PROMPT: Filter the data for "operationId" and copy matching lines.

:: DATASET EXCERPTS

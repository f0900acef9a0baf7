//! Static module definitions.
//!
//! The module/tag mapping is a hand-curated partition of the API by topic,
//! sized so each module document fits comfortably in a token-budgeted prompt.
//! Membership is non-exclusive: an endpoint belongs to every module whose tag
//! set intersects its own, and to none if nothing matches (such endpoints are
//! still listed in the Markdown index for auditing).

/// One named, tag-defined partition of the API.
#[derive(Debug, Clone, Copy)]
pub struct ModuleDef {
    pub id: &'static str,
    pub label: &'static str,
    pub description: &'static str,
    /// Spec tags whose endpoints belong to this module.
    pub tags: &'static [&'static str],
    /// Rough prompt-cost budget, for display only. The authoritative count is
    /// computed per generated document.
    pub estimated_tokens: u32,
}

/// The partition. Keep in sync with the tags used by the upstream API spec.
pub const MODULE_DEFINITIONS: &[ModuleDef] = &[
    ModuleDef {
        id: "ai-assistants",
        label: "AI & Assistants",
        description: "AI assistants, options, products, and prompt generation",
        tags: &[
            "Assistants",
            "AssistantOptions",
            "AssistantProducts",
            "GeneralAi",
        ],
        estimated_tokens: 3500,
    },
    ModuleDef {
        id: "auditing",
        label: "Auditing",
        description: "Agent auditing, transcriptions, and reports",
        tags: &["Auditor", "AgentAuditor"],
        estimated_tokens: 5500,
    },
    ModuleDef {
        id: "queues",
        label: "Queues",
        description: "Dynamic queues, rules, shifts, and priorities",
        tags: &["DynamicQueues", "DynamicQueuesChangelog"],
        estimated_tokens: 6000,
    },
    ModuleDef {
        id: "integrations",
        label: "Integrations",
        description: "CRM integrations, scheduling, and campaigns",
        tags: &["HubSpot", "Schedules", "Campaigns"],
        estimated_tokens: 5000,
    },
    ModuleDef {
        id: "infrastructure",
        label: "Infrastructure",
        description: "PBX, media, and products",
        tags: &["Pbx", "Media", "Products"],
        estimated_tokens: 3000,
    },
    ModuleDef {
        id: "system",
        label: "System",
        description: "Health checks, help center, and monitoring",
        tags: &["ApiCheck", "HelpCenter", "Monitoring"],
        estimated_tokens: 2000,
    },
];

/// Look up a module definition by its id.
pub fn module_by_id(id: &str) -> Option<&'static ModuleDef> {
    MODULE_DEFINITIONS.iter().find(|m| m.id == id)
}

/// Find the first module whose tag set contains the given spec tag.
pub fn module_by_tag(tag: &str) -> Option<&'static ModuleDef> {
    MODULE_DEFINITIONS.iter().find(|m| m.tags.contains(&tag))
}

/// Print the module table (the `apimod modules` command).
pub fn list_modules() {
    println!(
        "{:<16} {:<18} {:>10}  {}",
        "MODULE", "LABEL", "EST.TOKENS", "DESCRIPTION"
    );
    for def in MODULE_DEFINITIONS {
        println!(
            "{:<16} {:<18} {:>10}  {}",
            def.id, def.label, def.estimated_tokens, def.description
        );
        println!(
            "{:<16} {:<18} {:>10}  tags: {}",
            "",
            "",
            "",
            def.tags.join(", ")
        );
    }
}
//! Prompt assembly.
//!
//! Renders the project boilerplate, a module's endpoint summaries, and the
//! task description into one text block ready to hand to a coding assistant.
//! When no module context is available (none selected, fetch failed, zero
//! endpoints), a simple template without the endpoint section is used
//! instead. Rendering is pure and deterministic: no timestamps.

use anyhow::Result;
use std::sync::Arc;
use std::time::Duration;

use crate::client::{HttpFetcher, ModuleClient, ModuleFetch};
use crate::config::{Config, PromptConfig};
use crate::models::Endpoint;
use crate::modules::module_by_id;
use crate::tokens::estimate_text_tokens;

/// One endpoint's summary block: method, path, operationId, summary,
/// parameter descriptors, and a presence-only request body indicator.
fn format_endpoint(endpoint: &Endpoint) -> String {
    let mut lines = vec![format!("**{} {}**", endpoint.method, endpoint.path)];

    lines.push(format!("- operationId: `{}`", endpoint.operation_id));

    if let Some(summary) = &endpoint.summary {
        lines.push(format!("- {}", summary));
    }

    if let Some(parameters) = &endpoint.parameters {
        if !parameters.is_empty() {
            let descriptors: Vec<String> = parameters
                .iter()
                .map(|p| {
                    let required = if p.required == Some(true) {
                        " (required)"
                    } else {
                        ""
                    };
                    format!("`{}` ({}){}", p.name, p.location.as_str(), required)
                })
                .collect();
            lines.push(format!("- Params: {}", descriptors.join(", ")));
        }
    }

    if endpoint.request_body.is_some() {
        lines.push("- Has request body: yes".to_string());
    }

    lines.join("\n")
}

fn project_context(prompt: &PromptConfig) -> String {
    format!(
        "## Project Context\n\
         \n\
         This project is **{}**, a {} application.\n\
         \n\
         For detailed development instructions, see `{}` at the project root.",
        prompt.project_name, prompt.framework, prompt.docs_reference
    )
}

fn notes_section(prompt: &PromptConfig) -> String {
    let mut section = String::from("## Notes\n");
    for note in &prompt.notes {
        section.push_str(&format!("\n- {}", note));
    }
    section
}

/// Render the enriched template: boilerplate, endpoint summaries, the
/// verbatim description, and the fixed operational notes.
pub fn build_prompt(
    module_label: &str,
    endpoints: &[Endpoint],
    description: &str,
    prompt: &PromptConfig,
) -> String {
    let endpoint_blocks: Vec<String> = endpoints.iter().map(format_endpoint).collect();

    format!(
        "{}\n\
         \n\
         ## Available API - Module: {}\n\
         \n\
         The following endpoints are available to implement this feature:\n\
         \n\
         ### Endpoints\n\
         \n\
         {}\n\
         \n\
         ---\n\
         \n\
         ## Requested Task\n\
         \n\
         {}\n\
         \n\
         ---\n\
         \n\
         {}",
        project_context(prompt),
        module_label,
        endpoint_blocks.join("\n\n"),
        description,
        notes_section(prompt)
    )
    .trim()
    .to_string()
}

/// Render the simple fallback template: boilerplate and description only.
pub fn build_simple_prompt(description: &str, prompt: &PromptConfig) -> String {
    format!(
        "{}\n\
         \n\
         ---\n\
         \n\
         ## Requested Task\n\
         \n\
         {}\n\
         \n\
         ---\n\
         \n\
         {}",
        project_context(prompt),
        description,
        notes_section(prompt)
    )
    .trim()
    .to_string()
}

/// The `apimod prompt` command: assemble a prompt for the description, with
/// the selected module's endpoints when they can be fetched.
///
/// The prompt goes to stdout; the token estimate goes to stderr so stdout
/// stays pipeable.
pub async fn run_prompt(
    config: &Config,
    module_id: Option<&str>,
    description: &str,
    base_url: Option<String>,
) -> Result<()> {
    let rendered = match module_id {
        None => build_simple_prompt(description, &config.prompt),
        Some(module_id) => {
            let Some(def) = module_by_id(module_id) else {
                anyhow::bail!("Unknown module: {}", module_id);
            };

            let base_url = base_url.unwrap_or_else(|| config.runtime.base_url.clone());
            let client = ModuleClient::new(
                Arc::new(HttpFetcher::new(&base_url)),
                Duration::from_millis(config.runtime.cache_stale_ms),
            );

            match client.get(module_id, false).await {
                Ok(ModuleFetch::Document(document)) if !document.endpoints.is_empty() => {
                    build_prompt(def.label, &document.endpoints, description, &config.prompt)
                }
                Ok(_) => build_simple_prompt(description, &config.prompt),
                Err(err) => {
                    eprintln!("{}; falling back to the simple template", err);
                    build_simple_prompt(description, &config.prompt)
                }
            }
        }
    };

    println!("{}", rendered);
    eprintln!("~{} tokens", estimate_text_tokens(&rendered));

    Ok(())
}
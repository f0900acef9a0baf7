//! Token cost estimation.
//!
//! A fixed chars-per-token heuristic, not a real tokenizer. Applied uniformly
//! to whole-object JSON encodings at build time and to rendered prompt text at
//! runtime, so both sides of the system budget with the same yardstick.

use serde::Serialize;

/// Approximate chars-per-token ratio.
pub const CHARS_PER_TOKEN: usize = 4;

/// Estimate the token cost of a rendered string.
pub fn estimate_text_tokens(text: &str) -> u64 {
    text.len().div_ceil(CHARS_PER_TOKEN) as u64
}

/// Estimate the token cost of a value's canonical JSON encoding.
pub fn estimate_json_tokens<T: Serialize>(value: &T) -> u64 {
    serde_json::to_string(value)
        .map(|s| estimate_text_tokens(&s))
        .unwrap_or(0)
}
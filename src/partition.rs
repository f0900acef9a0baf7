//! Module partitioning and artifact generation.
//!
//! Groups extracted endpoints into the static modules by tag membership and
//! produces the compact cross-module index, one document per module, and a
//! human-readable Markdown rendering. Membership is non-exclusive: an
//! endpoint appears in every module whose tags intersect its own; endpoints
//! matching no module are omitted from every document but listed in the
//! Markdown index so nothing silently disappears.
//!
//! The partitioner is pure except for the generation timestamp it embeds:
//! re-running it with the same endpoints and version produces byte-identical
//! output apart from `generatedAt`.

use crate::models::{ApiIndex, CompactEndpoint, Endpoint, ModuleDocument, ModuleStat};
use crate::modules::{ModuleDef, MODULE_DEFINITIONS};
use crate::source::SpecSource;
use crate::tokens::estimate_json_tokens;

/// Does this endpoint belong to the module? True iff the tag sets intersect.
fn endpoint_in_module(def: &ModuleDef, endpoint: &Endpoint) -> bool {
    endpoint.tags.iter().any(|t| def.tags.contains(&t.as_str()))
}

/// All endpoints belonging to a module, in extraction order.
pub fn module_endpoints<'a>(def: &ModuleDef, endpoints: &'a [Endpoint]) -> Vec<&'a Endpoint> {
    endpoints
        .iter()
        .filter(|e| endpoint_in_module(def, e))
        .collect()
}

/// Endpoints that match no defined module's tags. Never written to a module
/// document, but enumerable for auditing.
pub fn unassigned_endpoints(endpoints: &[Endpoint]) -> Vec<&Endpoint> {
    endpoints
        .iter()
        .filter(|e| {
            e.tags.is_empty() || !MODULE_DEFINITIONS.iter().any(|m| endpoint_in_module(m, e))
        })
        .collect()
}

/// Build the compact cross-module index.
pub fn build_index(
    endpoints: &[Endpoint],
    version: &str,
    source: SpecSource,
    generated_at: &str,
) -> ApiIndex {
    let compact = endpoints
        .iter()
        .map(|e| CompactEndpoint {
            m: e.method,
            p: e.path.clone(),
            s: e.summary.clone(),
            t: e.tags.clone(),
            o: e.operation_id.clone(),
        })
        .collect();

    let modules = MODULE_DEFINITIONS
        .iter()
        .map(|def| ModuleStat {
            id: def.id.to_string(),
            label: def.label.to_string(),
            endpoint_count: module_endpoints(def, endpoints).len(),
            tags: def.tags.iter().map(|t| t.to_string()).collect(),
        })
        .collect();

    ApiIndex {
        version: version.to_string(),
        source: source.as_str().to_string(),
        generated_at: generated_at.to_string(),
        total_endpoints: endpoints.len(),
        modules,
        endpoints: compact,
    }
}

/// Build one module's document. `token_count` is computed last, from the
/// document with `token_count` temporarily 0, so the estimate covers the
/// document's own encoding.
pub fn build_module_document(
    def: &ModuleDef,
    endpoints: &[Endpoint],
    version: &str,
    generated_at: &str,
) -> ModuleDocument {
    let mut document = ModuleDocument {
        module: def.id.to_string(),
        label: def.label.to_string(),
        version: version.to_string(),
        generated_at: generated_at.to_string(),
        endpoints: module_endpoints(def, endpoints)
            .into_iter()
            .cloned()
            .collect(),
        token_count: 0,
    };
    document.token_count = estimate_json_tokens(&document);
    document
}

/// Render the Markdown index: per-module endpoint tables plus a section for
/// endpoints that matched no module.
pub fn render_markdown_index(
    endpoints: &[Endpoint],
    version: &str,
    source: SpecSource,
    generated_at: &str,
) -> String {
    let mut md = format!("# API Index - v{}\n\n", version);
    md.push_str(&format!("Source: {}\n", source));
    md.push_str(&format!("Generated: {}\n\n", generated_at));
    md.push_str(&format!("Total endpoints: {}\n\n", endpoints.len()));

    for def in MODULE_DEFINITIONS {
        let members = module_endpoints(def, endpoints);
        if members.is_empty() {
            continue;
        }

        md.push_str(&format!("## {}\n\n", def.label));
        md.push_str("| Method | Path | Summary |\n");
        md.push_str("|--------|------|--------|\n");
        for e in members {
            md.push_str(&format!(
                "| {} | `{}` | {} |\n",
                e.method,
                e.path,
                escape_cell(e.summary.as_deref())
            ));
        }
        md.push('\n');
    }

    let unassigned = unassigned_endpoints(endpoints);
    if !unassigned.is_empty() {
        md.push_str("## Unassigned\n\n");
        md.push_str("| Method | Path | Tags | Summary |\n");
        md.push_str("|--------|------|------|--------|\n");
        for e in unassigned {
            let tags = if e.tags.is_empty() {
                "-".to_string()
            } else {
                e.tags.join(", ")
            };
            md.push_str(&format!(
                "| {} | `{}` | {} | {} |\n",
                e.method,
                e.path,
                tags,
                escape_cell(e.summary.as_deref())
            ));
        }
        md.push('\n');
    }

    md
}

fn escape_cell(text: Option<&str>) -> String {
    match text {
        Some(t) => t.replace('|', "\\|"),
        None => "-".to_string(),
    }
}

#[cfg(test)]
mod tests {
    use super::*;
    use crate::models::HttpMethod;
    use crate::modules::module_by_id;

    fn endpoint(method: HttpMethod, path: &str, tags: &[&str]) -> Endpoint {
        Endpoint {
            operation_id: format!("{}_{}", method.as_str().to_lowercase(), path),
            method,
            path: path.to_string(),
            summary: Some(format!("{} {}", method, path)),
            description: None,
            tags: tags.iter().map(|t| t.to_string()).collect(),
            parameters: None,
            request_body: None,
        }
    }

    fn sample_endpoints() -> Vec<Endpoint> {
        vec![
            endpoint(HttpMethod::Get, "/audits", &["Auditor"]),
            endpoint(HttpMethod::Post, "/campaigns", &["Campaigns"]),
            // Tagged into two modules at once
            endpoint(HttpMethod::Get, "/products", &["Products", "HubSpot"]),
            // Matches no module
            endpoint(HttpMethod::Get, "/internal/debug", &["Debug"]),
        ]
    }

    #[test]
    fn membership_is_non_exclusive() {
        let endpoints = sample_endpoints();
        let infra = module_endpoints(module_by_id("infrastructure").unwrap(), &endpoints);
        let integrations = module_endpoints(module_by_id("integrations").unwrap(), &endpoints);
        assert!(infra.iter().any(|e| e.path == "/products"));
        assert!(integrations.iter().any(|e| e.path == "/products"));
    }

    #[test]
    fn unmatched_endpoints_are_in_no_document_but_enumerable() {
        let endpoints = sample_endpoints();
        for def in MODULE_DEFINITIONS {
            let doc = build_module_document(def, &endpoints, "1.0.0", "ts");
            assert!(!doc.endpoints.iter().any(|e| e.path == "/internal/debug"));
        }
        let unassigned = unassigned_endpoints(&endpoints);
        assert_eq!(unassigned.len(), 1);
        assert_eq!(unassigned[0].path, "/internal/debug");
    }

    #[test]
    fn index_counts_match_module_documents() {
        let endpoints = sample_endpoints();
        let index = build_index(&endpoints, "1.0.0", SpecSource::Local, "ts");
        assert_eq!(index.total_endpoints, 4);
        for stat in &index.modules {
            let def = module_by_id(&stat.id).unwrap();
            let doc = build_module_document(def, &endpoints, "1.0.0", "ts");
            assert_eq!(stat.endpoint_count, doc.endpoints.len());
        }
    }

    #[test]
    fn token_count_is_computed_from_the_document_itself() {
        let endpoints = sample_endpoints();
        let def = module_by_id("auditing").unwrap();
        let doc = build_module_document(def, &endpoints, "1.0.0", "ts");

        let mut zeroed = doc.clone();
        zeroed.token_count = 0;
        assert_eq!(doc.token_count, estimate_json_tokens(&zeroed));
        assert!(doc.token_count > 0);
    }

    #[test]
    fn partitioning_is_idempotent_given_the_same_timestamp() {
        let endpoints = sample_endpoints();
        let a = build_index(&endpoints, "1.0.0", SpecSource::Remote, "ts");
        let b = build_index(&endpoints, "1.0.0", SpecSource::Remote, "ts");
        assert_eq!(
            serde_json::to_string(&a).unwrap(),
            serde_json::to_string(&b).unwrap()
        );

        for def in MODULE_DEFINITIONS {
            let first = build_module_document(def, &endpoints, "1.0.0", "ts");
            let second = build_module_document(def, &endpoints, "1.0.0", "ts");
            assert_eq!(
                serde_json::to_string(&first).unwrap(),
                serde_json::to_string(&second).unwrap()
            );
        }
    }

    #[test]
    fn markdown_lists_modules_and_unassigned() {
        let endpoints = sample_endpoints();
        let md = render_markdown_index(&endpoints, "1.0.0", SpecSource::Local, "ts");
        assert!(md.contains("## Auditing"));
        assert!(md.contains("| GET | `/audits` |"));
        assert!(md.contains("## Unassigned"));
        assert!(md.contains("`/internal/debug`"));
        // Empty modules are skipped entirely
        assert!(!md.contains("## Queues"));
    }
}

::::

RESPONSE BOX:
/// One endpoint's summary block: method, path, operationId, summary,
    lines.push(format!("- operationId: `{}`", endpoint.operation_id));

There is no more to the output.